UKICC Service Director, Andy Allen, said: “UKICC is a vital tool in UK consumers’ armoury when they need to resolve disputes with traders based abroad. We play a critical role in the UK consumer protection landscape.

“A particularly important example of this is that it received a record number of enquiries in 48 hours in April 2020 – at the start of the COVID-19 pandemic – from 1,000 UK consumers seeking its expertise and advice in relation to airline flight cancellations.

“The fact that we have received news that the UK Government will continue to fund us at least until the end of March 2023 is fantastic news for all UK consumers. The message from the UK International Consumer Centre as it celebrates the news of its assured future until the end of March 2023 is: ‘We’re still here, we’re still helping and we’re still free’.”

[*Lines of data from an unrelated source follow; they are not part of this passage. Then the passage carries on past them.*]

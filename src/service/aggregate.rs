//! Dashboard aggregation
//!
//! Pure, deterministic computation of the dashboard snapshot and the threat
//! summary from enriched articles plus an explicit `now`. Re-running with
//! identical inputs at the same instant yields identical output.

use std::collections::HashSet;

use chrono::{DateTime, Duration, Utc};

use crate::model::article::Article;
use crate::model::dashboard::{
    CveSummary, DashboardSnapshot, DistributionEntry, ThreatCategory, ThreatItem, ThreatReport,
    ThreatSummary, TrendPoint,
};
use crate::model::severity::{Severity, SeverityHistogram};
use crate::service::classify::{categorize, reconcile_severity};

/// Build the reporting view of each article, reconciling its severity.
pub fn build_threat_items(articles: &[Article]) -> Vec<ThreatItem> {
    articles
        .iter()
        .map(|article| {
            let reconciled = reconcile_severity(
                &article.title,
                &article.description,
                article.threat_level,
                &article.cves,
            );

            ThreatItem {
                id: article
                    .cves
                    .first()
                    .map(|c| c.id.clone())
                    .unwrap_or_else(|| article.title.clone()),
                title: article.title.clone(),
                description: article.description.clone(),
                source: article.source.clone(),
                severity: reconciled.severity,
                published_date: article.published,
                last_modified_date: article.published,
                cvss_score: reconciled.score_to_report,
                cves: article
                    .cves
                    .iter()
                    .map(|c| CveSummary {
                        id: c.id.clone(),
                        cvss_score: c.cvss_score,
                        severity: Severity::from_score(c.cvss_score),
                    })
                    .collect(),
                severity_elevated: reconciled.elevated,
            }
        })
        .collect()
}

/// Weighted 0-100 severity scalar.
///
/// The weights and the x10 scaling are an inherited heuristic kept verbatim
/// for output compatibility; see DESIGN.md.
fn threat_level_score(counts: &SeverityHistogram, total: usize) -> f64 {
    let weighted = 25.0 * counts.critical as f64
        + 15.0 * counts.high as f64
        + 10.0 * counts.medium as f64
        + 5.0 * counts.low as f64;

    (weighted / total.max(1) as f64 * 10.0).clamp(0.0, 100.0)
}

/// Compute a complete dashboard snapshot.
pub fn build_snapshot(articles: &[Article], now: DateTime<Utc>) -> DashboardSnapshot {
    let items = build_threat_items(articles);
    let seven_days_ago = now - Duration::days(7);

    let mut overall_counts = SeverityHistogram::default();
    for item in &items {
        overall_counts.record_tier(item.severity);
    }

    let mut cve_severity = SeverityHistogram::default();
    for article in articles {
        for cve in &article.cves {
            cve_severity.record_score(cve.cvss_score);
        }
    }

    let recent_threats = items
        .iter()
        .filter(|i| i.published_date > seven_days_ago)
        .count() as u64;

    let mitigated_threats = articles
        .iter()
        .filter(|a| a.cves.iter().any(|c| !c.mitigation.is_empty()))
        .count() as u64;

    let cves_monitored = articles.iter().map(|a| a.cves.len() as u64).sum();

    let critical_threats = overall_counts.critical;
    let threat_level = threat_level_score(&overall_counts, items.len());

    DashboardSnapshot {
        total_threats: items.len() as u64,
        recent_threats,
        mitigated_threats,
        critical_threats,
        cves_monitored,
        threat_level,
        threat_trends: build_trends(articles, now),
        threat_distribution: build_distribution(articles),
        recent_threats_list: items,
        cve_severity,
        last_updated: now,
    }
}

/// Exactly 7 entries, one per calendar day from 6 days ago through today,
/// in chronological order. Categories with no articles stay at 0.
fn build_trends(articles: &[Article], now: DateTime<Utc>) -> Vec<TrendPoint> {
    (0..7)
        .map(|i| {
            let day = (now - Duration::days(6 - i)).date_naive();

            let mut point = TrendPoint {
                name: day.format("%b %-d").to_string(),
                malware: 0,
                phishing: 0,
                vulnerability: 0,
                ddos: 0,
                other: 0,
            };

            for article in articles {
                if article.published.date_naive() != day {
                    continue;
                }
                match categorize(&article.title, &article.description) {
                    ThreatCategory::Malware => point.malware += 1,
                    ThreatCategory::Phishing => point.phishing += 1,
                    ThreatCategory::Vulnerability => point.vulnerability += 1,
                    ThreatCategory::Ddos => point.ddos += 1,
                    ThreatCategory::Other => point.other += 1,
                }
            }

            point
        })
        .collect()
}

/// One entry per category with at least one article, in fixed category order.
fn build_distribution(articles: &[Article]) -> Vec<DistributionEntry> {
    ThreatCategory::ALL
        .iter()
        .filter_map(|category| {
            let count = articles
                .iter()
                .filter(|a| categorize(&a.title, &a.description) == *category)
                .count() as u64;

            (count > 0).then(|| DistributionEntry {
                name: category.as_str().to_string(),
                value: count,
            })
        })
        .collect()
}

/// Compute the summary + article list served by the threats endpoint and
/// written by the export job.
pub fn build_report(articles: Vec<Article>) -> ThreatReport {
    let unique_cves: HashSet<&str> = articles
        .iter()
        .flat_map(|a| a.cves.iter().map(|c| c.id.as_str()))
        .collect();

    let mitigations_applied = articles
        .iter()
        .flat_map(|a| a.cves.iter())
        .filter(|c| !c.mitigation.is_empty())
        .count() as u64;

    // Tier-based distribution: every CVE counts, score-0 records land in Low.
    let mut severity_distribution = SeverityHistogram::default();
    for cve in articles.iter().flat_map(|a| a.cves.iter()) {
        severity_distribution.record_tier(cve.severity);
    }

    let threat_level = if severity_distribution.critical > 0 {
        Severity::Critical
    } else if severity_distribution.high > 0 {
        Severity::High
    } else if severity_distribution.medium > 0 {
        Severity::Medium
    } else {
        Severity::Low
    };

    let summary = ThreatSummary {
        active_threats: articles.len() as u64,
        cves_monitored: unique_cves.len() as u64,
        mitigations_applied,
        threat_level,
        severity_distribution,
    };

    ThreatReport {
        summary,
        threats: articles,
    }
}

Lord Lindsay, President of CTSI, which hosts the UKICC, said: “The UKICC is unique in that it helps UK consumers when they’ve got problems as a result of purchases outside the UK. Since it was formed in 2007, the centre has handled more than 150,000 cases of problem purchases for UK consumers – that’s a huge number of UK consumers who would be floundering if it wasn’t for the UKICC.

“Even though the UK has left the EU, the UKICC is still consistently dealing with large number of cases from UK consumers in dispute with EU traders. Many people are resuming their travel plans now that the COVID-19 restrictions have been cut and so we expect UK consumers to continue to need the help of the UKICC well into the future.

“With the challenges after Brexit, COVID-19 recovery and new markets being explored, we thank Her Majesty’s Government for recognising that UK consumers need the help of the UKICC. Consumers need to be confident and feel protected in taking the opportunities created by trade with the EU and non-EU consumer markets as they open up and this announcement will help that.”

CTSI Chief Executive, John Herriman, said: “The UKICC is growing its partnerships with consumer organisations all over the world and now has a range of case-sharing arrangements with 10 non-EU countries. It is working hard to grow this part of its work, with discussions going on with other countries including Australia and Bangladesh.

“The UK is striving to capitalise on the huge potential generated by strengthening and growing trade with other countries. As the UK market effectively opens up to more countries and as more and more international trade deals are done, the UKICC wants to bring benefits for UK consumers shopping in those countries by providing advice and support on their problems with traders. We want to ensure that UK consumers are protected wherever they purchase products from and we are very proud of our record of getting successful outcomes for consumers, and this is something the Government recognises.”